Sketsa saat pangeran Dipanegara memasuki kediaman yang sudah disiapkan untuknya dan pasukannya setelah menyerah di Magelang, 8 Maret 1830. (Koleksi KITLV 47B12, Sumber digitalcollections.universiteitleiden.nl)
Sketsa saat pangeran Dipanegara memasuki kediaman yang sudah disiapkan untuknya dan pasukannya setelah menyerah di Magelang, 8 Maret 1830. (Koleksi KITLV 47B12, Sumber digitalcollections.universiteitleiden.nl)

Kelahiran Sistem Tanam Paksa

Kembali pada paparan Bremen. Ia mencatat, Gisignies dinilai tidak cukup kuat untuk menjalankan misi memperluas praktik sistem tanam paksa ala Priangan dalam skala luas di Hindia Belanda. Yang dibutuhkan adalah sosok gubernur jenderal yang kuat dan mampu mewujudkannya dengan tindakan nyata.

Nama yang mencuat menjadi kandidat pengganti Gisignies pun muncul, yakni Johannes van den Bosch. Raja Willem I, Raja Belanda kala itu kemudian memutuskan untuk mengangkat van den Bosch menjadi gubernur jenderal Hindia Belanda yang baru untuk melaksanakan sistem tanam paksa pada tahun 1830. Sistem tanam paksa yang dimaksud adalah mengadopsi sistem kerja paksa yang sudah bertahun-tahun dipertahankan di wilayah Priangan.
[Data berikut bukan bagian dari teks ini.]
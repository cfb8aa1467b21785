//! Driven port for patient records: visits, tests, medications and files.

use async_trait::async_trait;

use super::PortalApiError;
use crate::domain::{PatientId, PatientRecord, RecordKind, VisitRequest};

/// Port for reading and creating patient records.
#[cfg_attr(test, mockall::automock)]
#[async_trait]
pub trait RecordsApi: Send + Sync {
    /// List one record collection for a patient.
    async fn patient_records(
        &self,
        kind: RecordKind,
        patient: PatientId,
    ) -> Result<Vec<PatientRecord>, PortalApiError>;

    /// Record a new visit.
    async fn create_visit(&self, visit: &VisitRequest) -> Result<PatientRecord, PortalApiError>;

    /// Fetch one visit by its identifier.
    async fn visit_details(&self, visit_id: u64) -> Result<PatientRecord, PortalApiError>;
}
//! Driven port for authentication calls against the portal backend.
//!
//! The session holder talks to this trait only, so its state machine can be
//! exercised with mocks instead of a live service.

use async_trait::async_trait;

use super::PortalApiError;
use crate::domain::{
    DoctorCredentials, DoctorProfile, DoctorRegistration, PatientCredentials, PatientProfile,
    PatientRegistration, RegistrationReceipt,
};

/// Port for credential exchange, logout, registration and profile lookup.
#[cfg_attr(test, mockall::automock)]
#[async_trait]
pub trait AuthApi: Send + Sync {
    /// Exchange doctor credentials for a session; returns the doctor record.
    async fn doctor_login(
        &self,
        credentials: &DoctorCredentials,
    ) -> Result<DoctorProfile, PortalApiError>;

    /// Exchange patient credentials for a session; returns the patient record.
    async fn patient_login(
        &self,
        credentials: &PatientCredentials,
    ) -> Result<PatientProfile, PortalApiError>;

    /// End the backend session.
    async fn logout(&self) -> Result<(), PortalApiError>;

    /// Create a doctor account.
    async fn register_doctor(
        &self,
        registration: &DoctorRegistration,
    ) -> Result<RegistrationReceipt, PortalApiError>;

    /// Create a patient account.
    async fn register_patient(
        &self,
        registration: &PatientRegistration,
    ) -> Result<RegistrationReceipt, PortalApiError>;

    /// Fetch the signed-in patient's profile.
    ///
    /// `Ok(None)` means the backend answered without a body.
    async fn patient_profile(&self) -> Result<Option<PatientProfile>, PortalApiError>;
}

#[cfg(test)]
mod fixture;

#[cfg(test)]
pub use self::fixture::FixtureAuthApi;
Rancangan sistem tanam paksa selanjutnya mengadopsi model sistem budi daya kopi Priangan yang masih dipertahankan terus sejak era VOC berkuasa di Hindia Belanda.

Johannes graaf van den Bosch menjadi Gubernur Jenderal Hindia Belanda ke-43 yang melaksanakan Sistem Tanam Paksa sebagai kebijakan politik di Hindia Belanda. Bosch meletakkan dasar-dasar sistem tanam paksa dengan mempelajari kegagalan strategi transformasi masyarakat pribumi di Hindia Belanda yang diterapkan Daendels yang kemudian dilanjutkan oleh Raffles. Ia mengadopsi sistem pemerintahan desa, menggandeng bangsawan pribumi untuk menjamin ketersediaan tenaga kerja, serta pendataan yang merinci.

Sistem tanam paksa diberlakukan di seluruh Jawa sejak tahun 1830. Belanda juga memperluas ragam tanaman budi daya yang wajib ditanam dan disetorkan petani. Wilayah budi daya tanaman pun berbeda. Pantai utara Jawa misalnya menjadi daerah wajib untuk tanam tebu, sementara daerah lainnya yang berada di dataran yang lebih tinggi diwajibkan menanam kopi. (Bersambung) 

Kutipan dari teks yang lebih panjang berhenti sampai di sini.